The three dimensional C-Thru surveillance system is effectively a complex form of Augmented Reality which fuses real-world video imagery with volumetric models in a real-time 3D display to help observers comprehend multiple streams of temporal data and imagery.
The “C-Thru” imaging is enabled by the combination of imagery supplied by many low-cost 360º cameras and dynamic background subtraction, which makes the walls of buildings and vehicles transparent, offering at-a-glance situational awareness of security-relevant people, objects and vehicles in motion.
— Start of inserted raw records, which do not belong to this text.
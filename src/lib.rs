//! datastore-fs - store and retrieve files by path over a pluggable datastore
//!
//! - [`adapter`]: the storage adapter contract and bundled backends
//! - [`model`]: typed resources mapped onto an adapter
//! - [`http_server`]: the HTTP file service
//! - [`observability`]: structured JSON logging
//! - [`cli`]: command-line entry point

pub mod adapter;
pub mod cli;
pub mod http_server;
pub mod model;
pub mod observability;
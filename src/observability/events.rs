//! Event names emitted by the service

pub const SERVER_START: &str = "SERVER_START";
pub const HTTP_REQUEST: &str = "HTTP_REQUEST";
pub const FILE_CREATED: &str = "FILE_CREATED";
pub const FILE_DELETED: &str = "FILE_DELETED";
pub const FILE_NOT_FOUND: &str = "FILE_NOT_FOUND";
pub const STORAGE_ERROR: &str = "STORAGE_ERROR";
//! CLI argument definitions using clap
//!
//! Commands:
//! - datastore-fs serve [--config <path>] [--host <host>] [--port <port>]
//! - datastore-fs check-config --config <path>

use clap::{Parser, Subcommand};
use std::path::PathBuf;

/// Store and retrieve files by path over a pluggable datastore
#[derive(Parser, Debug)]
#[command(name = "datastore-fs")]
#[command(version, about, long_about = None)]
pub struct Cli {
    #[command(subcommand)]
    pub command: Command,
}

#[derive(Subcommand, Debug)]
pub enum Command {
    /// Start the HTTP file service
    Serve {
        /// Path to configuration file (defaults apply when omitted)
        #[arg(long)]
        config: Option<PathBuf>,

        /// Override the configured host
        #[arg(long)]
        host: Option<String>,

        /// Override the configured port
        #[arg(long)]
        port: Option<u16>,
    },

    /// Validate a configuration file and exit
    CheckConfig {
        /// Path to configuration file
        #[arg(long, default_value = "./datastore-fs.json")]
        config: PathBuf,
    },
}

impl Cli {
    /// Parse command line arguments
    pub fn parse_args() -> Self {
        Cli::parse()
    }
}

#[cfg(test)]
mod tests {
    use super::*;

    #[test]
    fn test_parse_serve_overrides() {
        let cli = Cli::try_parse_from(["datastore-fs", "serve", "--port", "8080"]).unwrap();
        match cli.command {
            Command::Serve { config, host, port } => {
                assert!(config.is_none());
                assert!(host.is_none());
                assert_eq!(port, Some(8080));
            }
            other => panic!("unexpected command: {:?}", other),
        }
    }

    #[test]
    fn test_parse_check_config_default_path() {
        let cli = Cli::try_parse_from(["datastore-fs", "check-config"]).unwrap();
        match cli.command {
            Command::CheckConfig { config } => {
                assert_eq!(config, PathBuf::from("./datastore-fs.json"))
            }
            other => panic!("unexpected command: {:?}", other),
        }
    }
}
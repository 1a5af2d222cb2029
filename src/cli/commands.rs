//! CLI command implementations

use std::collections::BTreeMap;
use std::fs;
use std::path::Path;

use serde::Deserialize;
use serde_json::Value;

use crate::adapter::{build_adapter, AdapterConfig, NamingConvention};
use crate::http_server::{HttpServer, HttpServerConfig};
use crate::observability::{Logger, Severity};

use super::args::Command;
use super::errors::{CliError, CliResult};

/// Configuration file structure. Every section is optional.
#[derive(Debug, Clone, Deserialize)]
pub struct Config {
    #[serde(default)]
    pub http: HttpServerConfig,

    #[serde(default)]
    pub adapter: AdapterSettings,

    /// Minimum log severity (default "info")
    #[serde(default = "default_log_level")]
    pub log_level: Severity,
}

/// Storage backend section
#[derive(Debug, Clone, Deserialize)]
pub struct AdapterSettings {
    #[serde(default = "default_adapter_name")]
    pub name: String,

    /// Backend options, frozen once the adapter is built
    #[serde(default)]
    pub options: BTreeMap<String, Value>,

    #[serde(default = "default_resource_naming")]
    pub resource_naming: NamingConvention,

    #[serde(default = "default_field_naming")]
    pub field_naming: NamingConvention,
}

fn default_log_level() -> Severity {
    Severity::Info
}
fn default_adapter_name() -> String {
    "default".to_string()
}
fn default_resource_naming() -> NamingConvention {
    NamingConvention::RESOURCE_DEFAULT
}
fn default_field_naming() -> NamingConvention {
    NamingConvention::FIELD_DEFAULT
}

impl Default for AdapterSettings {
    fn default() -> Self {
        Self {
            name: default_adapter_name(),
            options: BTreeMap::new(),
            resource_naming: default_resource_naming(),
            field_naming: default_field_naming(),
        }
    }
}

impl Default for Config {
    fn default() -> Self {
        Self {
            http: HttpServerConfig::default(),
            adapter: AdapterSettings::default(),
            log_level: default_log_level(),
        }
    }
}

impl AdapterSettings {
    pub fn to_adapter_config(&self) -> AdapterConfig {
        AdapterConfig::new(self.name.clone(), self.options.clone())
            .with_resource_naming(self.resource_naming)
            .with_field_naming(self.field_naming)
    }
}

impl Config {
    /// Load configuration from file
    pub fn load(path: &Path) -> CliResult<Self> {
        let content = fs::read_to_string(path)
            .map_err(|e| CliError::config_error(format!("Failed to read config: {}", e)))?;

        let config: Config = serde_json::from_str(&content)
            .map_err(|e| CliError::config_error(format!("Invalid config JSON: {}", e)))?;

        config.validate()?;

        Ok(config)
    }

    /// Load `path` when given, otherwise use defaults
    pub fn load_or_default(path: Option<&Path>) -> CliResult<Self> {
        match path {
            Some(path) => Self::load(path),
            None => Ok(Self::default()),
        }
    }

    fn validate(&self) -> CliResult<()> {
        self.http.validate().map_err(CliError::config_error)?;

        if self.adapter.name.is_empty() {
            return Err(CliError::config_error("adapter.name must not be empty"));
        }

        Ok(())
    }
}

/// Main CLI entry point
///
/// Parses arguments and dispatches to the appropriate command.
pub fn run() -> CliResult<()> {
    let cli = super::args::Cli::parse_args();
    run_command(cli.command)
}

/// Run the appropriate command based on CLI args
pub fn run_command(cmd: Command) -> CliResult<()> {
    match cmd {
        Command::Serve { config, host, port } => {
            let mut config = Config::load_or_default(config.as_deref())?;
            if let Some(host) = host {
                config.http.host = host;
            }
            if let Some(port) = port {
                config.http.port = port;
            }
            config.validate()?;
            serve(config)
        }
        Command::CheckConfig { config } => check_config(&config),
    }
}

/// Validate a configuration file and build its adapter without serving
pub fn check_config(config_path: &Path) -> CliResult<()> {
    let config = Config::load(config_path)?;
    build_adapter(config.adapter.to_adapter_config())
        .map_err(|e| CliError::adapter_error(e.to_string()))?;

    println!(
        "Configuration OK: {} (adapter '{}', files under {})",
        config.http.socket_addr(),
        config.adapter.name,
        config.http.fs_route()
    );
    Ok(())
}

/// Build the adapter and serve HTTP until the process stops
pub fn serve(config: Config) -> CliResult<()> {
    Logger::set_min_severity(config.log_level);

    let adapter = build_adapter(config.adapter.to_adapter_config())
        .map_err(|e| CliError::adapter_error(e.to_string()))?;
    let server = HttpServer::new(config.http, adapter);

    let rt = tokio::runtime::Runtime::new()
        .map_err(|e| CliError::serve_failed(format!("Failed to create tokio runtime: {}", e)))?;

    rt.block_on(async {
        server
            .start()
            .await
            .map_err(|e| CliError::serve_failed(format!("HTTP server failed: {}", e)))
    })
}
Key elements/components of the Panoptic C-Thru surveillance system include:* Concept of real time (stereoscopic) display of video-sprites of people and vehicles inside and among user navigable "transparent" 3D wire frames of building(s); building complexes or battlefield areas.* Usage of panoramic video imaging systems (instead of classic cameras)* Rapid production of 3D model of site/campus through reverse "volumetric painting" using DV camcorder-based capture system* Real-time dynamic fusion of panoramic video streams into 3D model of site/campus/battlefield.* Real-time extraction of video imagery of moving and semi-static objects (people, vehicles, animals etc.) with live transposition into 3D scenes.* Live video-based 3D tracking of moving objects within designated security-sensitive areas.* Autostereoscopic display for added accuracy of depth perception by surveillance agent.* Intuitive 3D user-interface for empowered analysis and management of security threats or breaches, or battlefield situations (including 3C activities)* Optimized detection & remediation of surveillance coverage blind spots* Real-time dynamic fusion of video data from mobile cameras (on vehicles (e.g. security patrols or battlefield reconnaissance vehicles); helmet mounted; on micro-UAVs or small helium blimps;)* Integrated display of results from triangulation based gunshot locator into the 3D model.* Alternative panoptic modes for single screen video only panoptic surveillance leveraging latent capacity of human brain for massively parallel processing of defocused viewing combined with peripheral field-of-view imagery.* Integrated on going or on demand identification through facial recognition against customer definable database of security sensitive persons.* Integration and correlation of multiple events from physical security monitoring systems.